[Data supplied — start]
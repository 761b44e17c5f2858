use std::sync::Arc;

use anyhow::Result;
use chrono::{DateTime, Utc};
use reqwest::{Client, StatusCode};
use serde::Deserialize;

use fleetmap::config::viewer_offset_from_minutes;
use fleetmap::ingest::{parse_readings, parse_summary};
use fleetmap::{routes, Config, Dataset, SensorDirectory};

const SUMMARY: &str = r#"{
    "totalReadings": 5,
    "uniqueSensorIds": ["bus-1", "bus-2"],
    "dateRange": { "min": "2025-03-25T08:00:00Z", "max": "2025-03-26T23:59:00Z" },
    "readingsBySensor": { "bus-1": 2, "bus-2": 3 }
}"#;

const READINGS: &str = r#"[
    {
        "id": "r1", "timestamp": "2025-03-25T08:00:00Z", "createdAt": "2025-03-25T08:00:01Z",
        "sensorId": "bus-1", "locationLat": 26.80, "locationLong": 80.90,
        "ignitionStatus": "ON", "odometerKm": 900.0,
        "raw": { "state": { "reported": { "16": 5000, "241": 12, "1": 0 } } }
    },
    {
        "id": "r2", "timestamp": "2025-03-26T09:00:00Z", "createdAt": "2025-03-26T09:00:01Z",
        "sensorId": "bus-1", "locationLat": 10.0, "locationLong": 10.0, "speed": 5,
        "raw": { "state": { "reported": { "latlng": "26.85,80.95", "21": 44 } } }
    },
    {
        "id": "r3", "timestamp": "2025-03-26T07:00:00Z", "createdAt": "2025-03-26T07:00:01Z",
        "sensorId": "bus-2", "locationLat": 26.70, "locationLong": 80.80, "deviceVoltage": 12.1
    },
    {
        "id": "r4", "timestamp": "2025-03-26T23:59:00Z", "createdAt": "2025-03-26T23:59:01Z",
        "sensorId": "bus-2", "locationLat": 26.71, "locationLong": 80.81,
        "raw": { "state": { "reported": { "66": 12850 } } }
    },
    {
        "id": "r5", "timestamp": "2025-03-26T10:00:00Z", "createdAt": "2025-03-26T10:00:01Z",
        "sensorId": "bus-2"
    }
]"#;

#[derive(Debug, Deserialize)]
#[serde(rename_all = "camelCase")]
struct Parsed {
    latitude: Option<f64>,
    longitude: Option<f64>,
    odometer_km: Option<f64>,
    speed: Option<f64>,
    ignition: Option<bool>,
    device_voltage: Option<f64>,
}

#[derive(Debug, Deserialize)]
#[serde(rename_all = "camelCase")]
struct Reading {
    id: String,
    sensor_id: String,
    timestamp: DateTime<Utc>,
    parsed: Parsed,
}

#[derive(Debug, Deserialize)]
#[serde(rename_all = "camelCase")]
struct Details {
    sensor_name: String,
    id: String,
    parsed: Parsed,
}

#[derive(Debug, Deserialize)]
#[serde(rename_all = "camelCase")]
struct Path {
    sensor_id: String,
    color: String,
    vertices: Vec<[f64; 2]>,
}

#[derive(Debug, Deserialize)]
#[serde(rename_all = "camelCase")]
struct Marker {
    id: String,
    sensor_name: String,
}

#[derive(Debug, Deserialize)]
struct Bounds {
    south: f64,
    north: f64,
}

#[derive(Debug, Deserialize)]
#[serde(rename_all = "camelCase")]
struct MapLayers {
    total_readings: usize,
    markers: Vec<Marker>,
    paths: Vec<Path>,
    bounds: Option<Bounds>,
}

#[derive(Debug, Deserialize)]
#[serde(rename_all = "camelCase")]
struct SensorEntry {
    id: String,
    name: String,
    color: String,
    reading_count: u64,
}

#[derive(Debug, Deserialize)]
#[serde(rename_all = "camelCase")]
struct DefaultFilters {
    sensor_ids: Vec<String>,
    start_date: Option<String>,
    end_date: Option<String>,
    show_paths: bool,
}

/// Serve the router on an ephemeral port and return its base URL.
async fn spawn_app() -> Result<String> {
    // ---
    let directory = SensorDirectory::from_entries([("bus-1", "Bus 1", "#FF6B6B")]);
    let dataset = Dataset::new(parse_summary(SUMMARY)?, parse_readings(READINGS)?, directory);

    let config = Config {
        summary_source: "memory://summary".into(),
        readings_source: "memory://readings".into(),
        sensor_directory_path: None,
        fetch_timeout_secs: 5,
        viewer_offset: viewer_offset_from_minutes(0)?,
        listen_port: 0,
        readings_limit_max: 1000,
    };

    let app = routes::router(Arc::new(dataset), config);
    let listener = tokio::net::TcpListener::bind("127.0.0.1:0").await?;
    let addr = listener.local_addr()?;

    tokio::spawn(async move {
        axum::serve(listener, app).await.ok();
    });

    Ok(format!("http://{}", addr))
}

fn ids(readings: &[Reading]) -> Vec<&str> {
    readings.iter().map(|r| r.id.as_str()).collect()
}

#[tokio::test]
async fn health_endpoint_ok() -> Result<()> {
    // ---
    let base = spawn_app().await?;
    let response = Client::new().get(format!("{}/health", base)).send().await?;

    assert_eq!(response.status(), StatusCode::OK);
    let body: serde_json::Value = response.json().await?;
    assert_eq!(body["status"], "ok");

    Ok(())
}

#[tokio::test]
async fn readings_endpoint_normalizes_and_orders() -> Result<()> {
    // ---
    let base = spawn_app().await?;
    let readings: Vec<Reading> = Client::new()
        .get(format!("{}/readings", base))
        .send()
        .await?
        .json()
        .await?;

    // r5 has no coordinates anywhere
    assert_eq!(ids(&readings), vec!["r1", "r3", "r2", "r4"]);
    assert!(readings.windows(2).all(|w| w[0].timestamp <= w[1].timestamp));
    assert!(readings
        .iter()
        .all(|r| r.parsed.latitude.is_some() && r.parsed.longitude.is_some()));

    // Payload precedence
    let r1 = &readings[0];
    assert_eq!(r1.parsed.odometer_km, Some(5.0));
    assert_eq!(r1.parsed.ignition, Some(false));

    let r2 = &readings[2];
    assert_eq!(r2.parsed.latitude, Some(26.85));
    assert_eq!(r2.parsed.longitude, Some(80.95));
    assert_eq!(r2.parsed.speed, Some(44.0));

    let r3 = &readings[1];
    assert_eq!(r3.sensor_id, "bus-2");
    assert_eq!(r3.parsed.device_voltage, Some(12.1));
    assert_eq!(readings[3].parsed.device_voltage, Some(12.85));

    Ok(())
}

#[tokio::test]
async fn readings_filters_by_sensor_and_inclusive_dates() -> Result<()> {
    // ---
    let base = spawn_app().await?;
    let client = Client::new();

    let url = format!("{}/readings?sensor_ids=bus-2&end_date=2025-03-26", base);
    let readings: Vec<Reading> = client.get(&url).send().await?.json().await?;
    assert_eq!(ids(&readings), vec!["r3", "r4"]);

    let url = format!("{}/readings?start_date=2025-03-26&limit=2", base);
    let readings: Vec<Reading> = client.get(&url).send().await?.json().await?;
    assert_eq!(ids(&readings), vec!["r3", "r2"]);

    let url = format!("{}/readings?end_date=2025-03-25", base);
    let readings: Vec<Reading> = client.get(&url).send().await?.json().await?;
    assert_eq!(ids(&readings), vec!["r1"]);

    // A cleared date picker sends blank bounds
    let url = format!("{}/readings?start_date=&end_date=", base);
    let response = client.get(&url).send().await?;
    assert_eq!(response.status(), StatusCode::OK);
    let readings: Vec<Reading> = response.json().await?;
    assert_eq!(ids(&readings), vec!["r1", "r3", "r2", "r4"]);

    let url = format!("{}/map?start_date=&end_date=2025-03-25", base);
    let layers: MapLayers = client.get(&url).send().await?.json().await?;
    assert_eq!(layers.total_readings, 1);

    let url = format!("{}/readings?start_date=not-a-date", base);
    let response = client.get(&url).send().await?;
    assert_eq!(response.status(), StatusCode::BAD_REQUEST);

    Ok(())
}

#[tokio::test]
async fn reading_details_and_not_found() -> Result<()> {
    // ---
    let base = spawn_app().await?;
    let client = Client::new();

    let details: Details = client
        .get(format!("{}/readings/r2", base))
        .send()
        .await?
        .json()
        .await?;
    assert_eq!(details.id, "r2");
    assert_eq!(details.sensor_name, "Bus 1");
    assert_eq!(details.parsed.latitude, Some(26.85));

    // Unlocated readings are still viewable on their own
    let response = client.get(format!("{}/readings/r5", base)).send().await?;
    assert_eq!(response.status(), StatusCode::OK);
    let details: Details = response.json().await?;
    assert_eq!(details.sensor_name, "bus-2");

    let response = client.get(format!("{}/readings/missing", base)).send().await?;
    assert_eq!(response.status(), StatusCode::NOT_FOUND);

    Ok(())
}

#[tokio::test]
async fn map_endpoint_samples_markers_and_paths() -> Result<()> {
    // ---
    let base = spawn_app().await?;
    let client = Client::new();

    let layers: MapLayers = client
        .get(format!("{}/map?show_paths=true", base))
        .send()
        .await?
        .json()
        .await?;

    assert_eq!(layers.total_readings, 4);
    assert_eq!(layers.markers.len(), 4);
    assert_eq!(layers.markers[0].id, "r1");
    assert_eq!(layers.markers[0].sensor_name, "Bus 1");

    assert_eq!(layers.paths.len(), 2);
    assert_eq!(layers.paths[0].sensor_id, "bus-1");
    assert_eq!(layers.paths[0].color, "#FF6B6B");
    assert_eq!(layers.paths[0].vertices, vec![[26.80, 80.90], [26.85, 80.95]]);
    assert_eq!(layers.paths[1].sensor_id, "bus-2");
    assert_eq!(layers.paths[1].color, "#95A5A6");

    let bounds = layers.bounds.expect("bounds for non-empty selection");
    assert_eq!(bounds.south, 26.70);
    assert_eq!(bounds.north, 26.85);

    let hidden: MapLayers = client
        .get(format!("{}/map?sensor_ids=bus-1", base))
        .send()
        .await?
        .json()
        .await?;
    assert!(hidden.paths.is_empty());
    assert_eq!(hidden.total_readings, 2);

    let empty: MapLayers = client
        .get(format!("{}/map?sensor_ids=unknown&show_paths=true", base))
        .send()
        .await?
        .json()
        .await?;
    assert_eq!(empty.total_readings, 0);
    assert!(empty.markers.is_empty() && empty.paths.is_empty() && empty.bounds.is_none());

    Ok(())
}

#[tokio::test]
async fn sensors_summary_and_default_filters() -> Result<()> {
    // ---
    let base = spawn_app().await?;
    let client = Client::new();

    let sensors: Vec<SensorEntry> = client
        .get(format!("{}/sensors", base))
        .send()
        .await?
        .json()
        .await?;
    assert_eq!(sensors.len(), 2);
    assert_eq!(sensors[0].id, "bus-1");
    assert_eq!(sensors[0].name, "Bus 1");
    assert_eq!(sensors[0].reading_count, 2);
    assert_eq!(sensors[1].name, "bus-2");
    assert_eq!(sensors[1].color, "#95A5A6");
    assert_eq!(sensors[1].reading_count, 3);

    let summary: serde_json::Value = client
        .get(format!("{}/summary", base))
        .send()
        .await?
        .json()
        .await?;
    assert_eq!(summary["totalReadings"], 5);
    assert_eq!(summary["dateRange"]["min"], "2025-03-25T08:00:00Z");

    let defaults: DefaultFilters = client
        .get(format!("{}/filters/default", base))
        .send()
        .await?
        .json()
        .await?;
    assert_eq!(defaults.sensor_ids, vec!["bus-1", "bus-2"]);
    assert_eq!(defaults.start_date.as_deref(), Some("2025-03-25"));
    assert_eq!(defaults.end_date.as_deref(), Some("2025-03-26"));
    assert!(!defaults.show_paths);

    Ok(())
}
[Data supplied — finish]
* **Your instructions**: Pick out and copy the lines of the material that include the word "totalReadings".

* **Exercise output**:
    "totalReadings": 5,
    assert_eq!(summary["totalReadings"], 5);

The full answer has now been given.